Под его командой идем,


Чтоб обрести свободу.



Вот этот куплет в исполнении певца Оскара Бренда.



(Песня)



Восьмой президент США демократ Мартин Ван Бюрен вошел в анналы в том числе и как создатель избирательной кампании нового типа, когда избирателя, прежде всего, развлекают и угощают. Он был менеджером кампании своего однопартийца и предшественника Эндрю Джексона и в том же стиле провел две собственные кампании, 1836 и 1840 года. Первую - выиграл, а вторую - проиграл. Не в последнюю очередь потому, что его конкурент взял на вооружение те же приемы предвыборной борьбы. Оба раза соперником Ван Бюрена был кандидат партии вигов, герой войны с индейцами генерал Уильям Гаррисон. Его сторонники изображали генерала неотесанным, неприхотливым в еде и равнодушным к комфорту человеком, выходцем из простого люда, который предпочитает дворцам бревенчатую избу, а шампанскому - яблочный сидр, и противопоставляли его бонвивану и щеголю Ван Бюрену. На самом деле это была маска: Гаррисон происходил из семьи плантаторов с богатой родословной и получил классическое образование. Поскольку имя генерала знали в Америке даже малые дети, организаторы кампании Ван Бюрена решили сочинить предвыборную песню на мотив колыбельной. В прозаическом переводе первый куплет звучит так: «Баю-бай, твой папа – виг, перед тем, как прийти домой, он напьется крепкого сидра и будет ковылять, покуда не свалится». Поет Оскар Бренд.



(Песня)



Что же такое негативная кампания? Говорит журналист Дэвид Марк, написавший на эту тему свою книгу, название которой можно приблизительно перевести так: «Не боясь испачкаться».
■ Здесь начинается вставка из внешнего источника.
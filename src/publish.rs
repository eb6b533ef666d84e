//! The publish pipeline: map findings, aggregate the verdict, then drive
//! the check run `Absent → Created → Updated* → Completed`.
//!
//! All-or-nothing: a failed update aborts the remaining batches and may
//! leave the check run `in_progress` on the remote side. That is accepted
//! behavior; a compensating "mark failed" update would slot in where the
//! state machine observes the abort.

use crate::annotation;
use crate::batch;
use crate::checkrun::{CheckOutput, CheckRunApi, CheckStatus, CreateCheckRun, UpdateCheckRun};
use crate::config::PublishConfig;
use crate::error::CheckpostError;
use crate::report::Finding;
use crate::verdict::{self, Verdict};

pub const OUTPUT_TITLE: &str = "CodeChecker Results";

#[derive(Debug, Clone, Copy, PartialEq, Eq)]
pub enum PublishOutcome {
    /// Empty report: terminal "no issues" path, zero network calls.
    NoFindings,
    Published {
        check_run_id: u64,
        verdict: Verdict,
        annotations: usize,
        batches: usize,
    },
}

#[derive(Debug)]
enum CheckRunState {
    Absent,
    Created(u64),
    Completed(u64),
}

/// Publish all findings onto the configured commit.
///
/// The verdict is computed over the entire mapped set before the first
/// network call, so the final batch carries the correct conclusion even
/// though batches are transmitted incrementally.
pub fn publish(
    config: &PublishConfig,
    findings: &[Finding],
    api: &mut dyn CheckRunApi,
) -> Result<PublishOutcome, CheckpostError> {
    if findings.is_empty() {
        return Ok(PublishOutcome::NoFindings);
    }

    let annotations = annotation::map_findings(findings, config);
    let verdict = verdict::aggregate(&annotations);
    let total = annotations.len();

    // One invocation owns one check run: only the Absent state may create.
    let mut state = CheckRunState::Absent;
    let check_run_id = match state {
        CheckRunState::Absent => api.create(&CreateCheckRun {
            name: &config.check_name,
            head_sha: &config.head_sha,
            status: CheckStatus::InProgress,
        })?,
        CheckRunState::Created(id) | CheckRunState::Completed(id) => id,
    };
    state = CheckRunState::Created(check_run_id);
    println!("Created check run {} for {}", check_run_id, config.head_sha);

    let batches = batch::schedule(&annotations);
    let batch_count = batches.len();
    for batch in &batches {
        let is_last = batch.is_last();
        let request = UpdateCheckRun {
            name: &config.check_name,
            head_sha: &config.head_sha,
            status: if is_last {
                CheckStatus::Completed
            } else {
                CheckStatus::InProgress
            },
            conclusion: is_last.then_some(verdict),
            output: CheckOutput {
                title: OUTPUT_TITLE,
                summary: format!("Found {total} issue(s)."),
                annotations: batch.annotations,
            },
        };
        api.update(check_run_id, &request)?;
        println!(
            "Posted {} annotation(s) ({}/{}){}",
            batch.annotations.len(),
            batch.cumulative,
            total,
            if is_last { ", final batch" } else { "" }
        );
        if is_last {
            state = CheckRunState::Completed(check_run_id);
        }
    }
    debug_assert!(matches!(state, CheckRunState::Completed(_)));

    Ok(PublishOutcome::Published {
        check_run_id,
        verdict,
        annotations: total,
        batches: batch_count,
    })
}
//! CodeChecker report loading and eager Finding validation.
//!
//! The report is parsed into `serde_json::Value` first so that every
//! missing or ill-typed field can be collected into a single `Load` error,
//! instead of failing on the first bad dereference.

use crate::error::CheckpostError;
use serde_json::Value as JsonValue;
use std::fs;
use std::path::Path;

pub const DEFAULT_MESSAGE: &str = "No message";
pub const DEFAULT_CHECKER: &str = "UnknownChecker";

#[derive(Debug, Clone, PartialEq, Eq)]
pub enum Severity {
    High,
    Medium,
    Low,
    /// Any severity string the mapping does not recognize.
    Other(String),
}

impl Severity {
    pub fn parse(raw: &str) -> Self {
        match raw.to_ascii_uppercase().as_str() {
            "HIGH" => Severity::High,
            "MEDIUM" => Severity::Medium,
            "LOW" => Severity::Low,
            _ => Severity::Other(raw.to_string()),
        }
    }
}

/// One raw static-analysis result, immutable once loaded.
#[derive(Debug, Clone, PartialEq, Eq)]
pub struct Finding {
    pub file_path: String,
    pub line: u32,
    pub column: u32,
    pub message: String,
    pub severity: Severity,
    pub checker_name: String,
}

/// Load and validate a report file.
///
/// Fails when the file is unreadable, is not JSON, or lacks the `reports`
/// array. An empty `reports` array is valid and yields an empty sequence.
pub fn load_report(path: &Path) -> Result<Vec<Finding>, CheckpostError> {
    let content = fs::read_to_string(path)?;
    let document: JsonValue = serde_json::from_str(&content)?;
    findings_from_document(&document)
}

pub fn findings_from_document(document: &JsonValue) -> Result<Vec<Finding>, CheckpostError> {
    let reports = document
        .get("reports")
        .ok_or_else(|| CheckpostError::Load(vec!["missing 'reports' array".to_string()]))?;
    let entries = reports
        .as_array()
        .ok_or_else(|| CheckpostError::Load(vec!["'reports' is not an array".to_string()]))?;

    let mut findings = Vec::with_capacity(entries.len());
    let mut problems = Vec::new();
    for (index, entry) in entries.iter().enumerate() {
        if let Some(finding) = validate_finding(index, entry, &mut problems) {
            findings.push(finding);
        }
    }
    if !problems.is_empty() {
        return Err(CheckpostError::Load(problems));
    }
    Ok(findings)
}

/// Validate one report entry, pushing every problem found.
///
/// Returns `None` when the entry cannot yield a Finding at all; defaults are
/// applied for absent optional fields, but a present field of the wrong type
/// is a problem, never silently defaulted.
fn validate_finding(index: usize, entry: &JsonValue, problems: &mut Vec<String>) -> Option<Finding> {
    let before = problems.len();

    let file_path = match entry.get("file").and_then(|f| f.get("path")) {
        Some(JsonValue::String(p)) if !p.is_empty() => p.clone(),
        Some(_) => {
            problems.push(format!("reports[{index}].file.path is not a non-empty string"));
            String::new()
        }
        None => {
            problems.push(format!("reports[{index}].file.path is missing"));
            String::new()
        }
    };

    let line = positive_int(entry, index, "line", problems);
    let column = positive_int(entry, index, "column", problems);
    let message = optional_string(entry, index, "message", DEFAULT_MESSAGE, problems);
    let severity = optional_string(entry, index, "severity", "LOW", problems);
    let checker_name = optional_string(entry, index, "checker_name", DEFAULT_CHECKER, problems);

    if problems.len() > before {
        return None;
    }
    Some(Finding {
        file_path,
        line,
        column,
        message,
        severity: Severity::parse(&severity),
        checker_name,
    })
}

fn positive_int(entry: &JsonValue, index: usize, field: &str, problems: &mut Vec<String>) -> u32 {
    match entry.get(field) {
        None => 1,
        Some(value) => match value.as_u64() {
            Some(n) if n >= 1 && n <= u64::from(u32::MAX) => n as u32,
            _ => {
                problems.push(format!("reports[{index}].{field} is not an integer >= 1"));
                1
            }
        },
    }
}

fn optional_string(
    entry: &JsonValue,
    index: usize,
    field: &str,
    default: &str,
    problems: &mut Vec<String>,
) -> String {
    match entry.get(field) {
        None => default.to_string(),
        Some(JsonValue::String(s)) => s.clone(),
        Some(_) => {
            problems.push(format!("reports[{index}].{field} is not a string"));
            default.to_string()
        }
    }
}
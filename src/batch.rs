//! Order-preserving partitioning of annotations into update-sized batches.

use crate::annotation::Annotation;

/// The check-run API accepts at most 50 annotations per update call.
pub const MAX_PER_UPDATE: usize = 50;

/// One contiguous slice of the annotation sequence, with its running
/// cumulative count.
#[derive(Debug, Clone, Copy)]
pub struct Batch<'a> {
    pub annotations: &'a [Annotation],
    pub cumulative: usize,
    pub total: usize,
}

impl Batch<'_> {
    pub fn is_last(&self) -> bool {
        self.cumulative == self.total
    }
}

/// Partition the full sequence into batches of at most [`MAX_PER_UPDATE`].
/// Concatenating the batches in order reconstructs the input exactly.
pub fn schedule(annotations: &[Annotation]) -> Vec<Batch<'_>> {
    schedule_with_cap(annotations, MAX_PER_UPDATE)
}

fn schedule_with_cap(annotations: &[Annotation], cap: usize) -> Vec<Batch<'_>> {
    let total = annotations.len();
    let mut cumulative = 0;
    annotations
        .chunks(cap)
        .map(|chunk| {
            cumulative += chunk.len();
            Batch {
                annotations: chunk,
                cumulative,
                total,
            }
        })
        .collect()
}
Дэвид Марк: Определения негативной кампании на самом деле не существует. Нет кандидата, который признал бы, что он ведет негативную кампанию. Я определяю негативную кампанию как акцент на проблемах соперника, будь то его частная жизнь или его политическая карьера, которые будут выгодно оттенять ваши собственные положительные качества.



Владимир Абаринов: Самой первой в истории американских выборов негативной предвыборной телерекламой считается видеоклип, созданный по заказу избирательного комитета демократа Линдона Джонсона, который в 1964 году вел борьбу с кандидатом республиканцев Барри Голдуотером.
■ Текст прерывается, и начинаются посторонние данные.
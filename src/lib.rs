//! checkpost: publish static-analysis findings onto a commit as inline
//! check-run annotations, reduced to a single pass/fail verdict.
//!
//! One invocation reads a CodeChecker-style JSON report, maps every finding
//! to a check-run annotation, and drives one remote check run through its
//! lifecycle: one creation call, then one update call per batch of at most
//! 50 annotations, the last update carrying the aggregated conclusion.
//!
//! # Pipeline
//!
//! [`report`] → [`annotation`] → [`verdict`] (computed once, used at the
//! end) → [`batch`] → [`checkrun`], orchestrated by [`publish`].
//!
//! # Failure semantics
//!
//! Strictly sequential, no retries, no partial-success recovery: every
//! error is fatal and exits non-zero. A mid-batch API failure may leave the
//! remote check run `in_progress`; that is an accepted limitation.

pub mod annotation;
pub mod batch;
pub mod checkrun;
pub mod config;
pub mod error;
pub mod publish;
pub mod report;
pub mod verdict;

use clap::Parser;
use colored::Colorize;
use std::path::PathBuf;

#[derive(Parser, Debug)]
#[clap(
    name = "checkpost",
    version = env!("CARGO_PKG_VERSION"),
    about = "Publish static-analysis findings as check-run annotations on a commit"
)]
struct Cli {
    /// Path to the analysis report (CodeChecker JSON).
    report: PathBuf,
    /// Workspace root stripped from absolute finding paths (overrides GITHUB_WORKSPACE).
    #[clap(long)]
    workspace_root: Option<String>,
    /// Check-run API base URL (overrides GITHUB_API_URL).
    #[clap(long)]
    api_url: Option<String>,
    /// Check-run name shown on the commit.
    #[clap(long)]
    name: Option<String>,
}

pub fn run() -> Result<(), error::CheckpostError> {
    let cli = Cli::parse();

    // Configuration is resolved fully before any file or network I/O.
    let mut config = config::PublishConfig::from_env()?;
    if let Some(root) = cli.workspace_root {
        config.workspace_root = Some(root);
    }
    if let Some(url) = cli.api_url {
        config.api_url = url;
    }
    if let Some(name) = cli.name {
        config.check_name = name;
    }

    let findings = report::load_report(&cli.report)?;
    let mut api = checkrun::GithubChecks::new(&config)?;

    match publish::publish(&config, &findings, &mut api)? {
        publish::PublishOutcome::NoFindings => {
            println!(
                "{} No findings in report; nothing to publish.",
                "✓".bright_green()
            );
        }
        publish::PublishOutcome::Published {
            check_run_id,
            verdict,
            annotations,
            batches,
        } => {
            let conclusion = match verdict {
                verdict::Verdict::Success => "success".bright_green(),
                verdict::Verdict::Failure => "failure".bright_red(),
            };
            println!(
                "{} Posted {} annotation(s) in {} batch(es) to check run {} (conclusion: {})",
                "✓".bright_green(),
                annotations,
                batches,
                check_run_id,
                conclusion
            );
        }
    }
    Ok(())
}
Дэвид Марк: Это была кампания, в которой впервые широко использовалось телевидение для создания негативного образа соперника. И я считаю, что она положила начало этой тенденции на 40 с лишним лет вперед.
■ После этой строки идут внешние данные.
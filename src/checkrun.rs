//! Check-run API client: payload shapes, the transport seam, and the
//! blocking GitHub implementation.
//!
//! One network call per lifecycle phase/batch, strictly sequential. Every
//! failed call is fatal to the publish invocation; the retry seam defaults
//! to no retry.

use crate::annotation::Annotation;
use crate::config::PublishConfig;
use crate::error::CheckpostError;
use crate::verdict::Verdict;
use reqwest::Method;
use reqwest::blocking::{Client, RequestBuilder, Response};
use reqwest::header::ACCEPT;
use serde::{Deserialize, Serialize};

#[derive(Debug, Clone, Copy, PartialEq, Eq, Serialize)]
#[serde(rename_all = "snake_case")]
pub enum CheckStatus {
    InProgress,
    Completed,
}

#[derive(Debug, Serialize)]
pub struct CreateCheckRun<'a> {
    pub name: &'a str,
    pub head_sha: &'a str,
    pub status: CheckStatus,
}

#[derive(Debug, Serialize)]
pub struct CheckOutput<'a> {
    pub title: &'a str,
    pub summary: String,
    pub annotations: &'a [Annotation],
}

/// Body of one update call. `conclusion` is serialized only on the final
/// batch; earlier batches must not carry the field at all.
#[derive(Debug, Serialize)]
pub struct UpdateCheckRun<'a> {
    pub name: &'a str,
    pub head_sha: &'a str,
    pub status: CheckStatus,
    #[serde(skip_serializing_if = "Option::is_none")]
    pub conclusion: Option<Verdict>,
    pub output: CheckOutput<'a>,
}

/// Seam between the publish pipeline and the wire, so the pipeline can be
/// exercised against an in-memory double.
pub trait CheckRunApi {
    fn create(&mut self, request: &CreateCheckRun<'_>) -> Result<u64, CheckpostError>;
    fn update(
        &mut self,
        check_run_id: u64,
        request: &UpdateCheckRun<'_>,
    ) -> Result<(), CheckpostError>;
}

/// Decides whether a failed call is attempted again. The default is
/// [`NoRetry`]; a stricter policy can be substituted without touching the
/// publish state machine.
pub trait RetryPolicy {
    fn should_retry(&self, attempt: u32, error: &CheckpostError) -> bool;
}

pub struct NoRetry;

impl RetryPolicy for NoRetry {
    fn should_retry(&self, _attempt: u32, _error: &CheckpostError) -> bool {
        false
    }
}

#[derive(Deserialize)]
struct CreatedCheckRun {
    id: u64,
}

/// Blocking GitHub check-runs client.
pub struct GithubChecks {
    http: Client,
    api_url: String,
    token: String,
    owner: String,
    repo: String,
    retry: Box<dyn RetryPolicy>,
}

impl GithubChecks {
    pub fn new(config: &PublishConfig) -> Result<Self, CheckpostError> {
        let http = Client::builder()
            .user_agent(concat!("checkpost/", env!("CARGO_PKG_VERSION")))
            .build()?;
        Ok(GithubChecks {
            http,
            api_url: config.api_url.clone(),
            token: config.token.clone(),
            owner: config.owner.clone(),
            repo: config.repo.clone(),
            retry: Box::new(NoRetry),
        })
    }

    pub fn with_retry_policy(mut self, policy: Box<dyn RetryPolicy>) -> Self {
        self.retry = policy;
        self
    }

    fn request(&self, method: Method, url: &str) -> RequestBuilder {
        self.http
            .request(method, url)
            .bearer_auth(&self.token)
            .header(ACCEPT, "application/vnd.github+json")
    }

    fn execute(
        &self,
        build: &dyn Fn() -> RequestBuilder,
    ) -> Result<Response, CheckpostError> {
        let mut attempt = 0u32;
        loop {
            attempt += 1;
            let result = build()
                .send()
                .map_err(CheckpostError::from)
                .and_then(classify_response);
            match result {
                Ok(response) => return Ok(response),
                Err(error) if self.retry.should_retry(attempt, &error) => continue,
                Err(error) => return Err(error),
            }
        }
    }
}

/// Non-success responses are fatal: credential rejections map to `Auth`,
/// everything else to `Api`.
fn classify_response(response: Response) -> Result<Response, CheckpostError> {
    let status = response.status();
    if status.is_success() {
        return Ok(response);
    }
    let body = response.text().unwrap_or_default();
    if status == reqwest::StatusCode::UNAUTHORIZED || status == reqwest::StatusCode::FORBIDDEN {
        Err(CheckpostError::Auth {
            status: status.as_u16(),
            body,
        })
    } else {
        Err(CheckpostError::Api {
            status: status.as_u16(),
            body,
        })
    }
}

impl CheckRunApi for GithubChecks {
    fn create(&mut self, request: &CreateCheckRun<'_>) -> Result<u64, CheckpostError> {
        let url = format!(
            "{}/repos/{}/{}/check-runs",
            self.api_url, self.owner, self.repo
        );
        let response = self.execute(&|| self.request(Method::POST, &url).json(request))?;
        let created: CreatedCheckRun = response.json()?;
        Ok(created.id)
    }

    fn update(
        &mut self,
        check_run_id: u64,
        request: &UpdateCheckRun<'_>,
    ) -> Result<(), CheckpostError> {
        let url = format!(
            "{}/repos/{}/{}/check-runs/{}",
            self.api_url, self.owner, self.repo, check_run_id
        );
        self.execute(&|| self.request(Method::PATCH, &url).json(request))?;
        Ok(())
    }
}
Владимир Абаринов: Голдуотер имел репутацию ястреба, и демократы пугали избирателей ядерной войной, которую, дескать, он развяжет, если придет к власти. На экране маленькая девочка обрывает лепестки ромашки и считает: «раз, два, три...» На цифре девять лепестки кончаются, и грубый мужской голос начинает обратный отсчет. На слове «ноль» перед зрителем вырастает гриб ядерного взрыва. Линдон Джонсон говорит за кадром: «Таков выбор, стоящий перед нами: создать мир, в котором смогут жить все Божьи дети, или кануть во мрак. Мы должны или возлюбить друг друга, или умереть». Заканчивает диктор: «3 ноября голосуйте за президента Джонсона. Ставки слишком высоки, чтобы оставаться дома». Дэвид Марк обращает внимание на еще одну особенность кампании Джонсона: автором клипа «Ромашка» был не политтехнолог, а специалист по коммерческой рекламе.



Дэвид Марк: Создателем этого сюжета был человек по имени Тони Шварц – признанный мастер рекламы из Нью-Йорка, который специализировался на телевизионной коммерческой рекламе. Избирательный комитет Джонсона нанял его в 1964 году. Это был один из первых примеров участия такого профессионала в политических выборах.



Владимир Абаринов: Дэвид Марк видит в негативной кампании свою светлую сторону.



Дэвид Марк: Я считаю, что в ходе негативной кампании избиратель получает много такой информации, о которой, при других условиях, он может ничего не узнать. Никакой кандидат не расскажет сам о своих недостатках и проблемах. Заполнить эти пробелы может только его соперник. В результате мы имеем более полный и более близкий к реальности портрет кандидата, передающий и его отрицательные черты, о которых избиратели должны знать, когда они идут голосовать.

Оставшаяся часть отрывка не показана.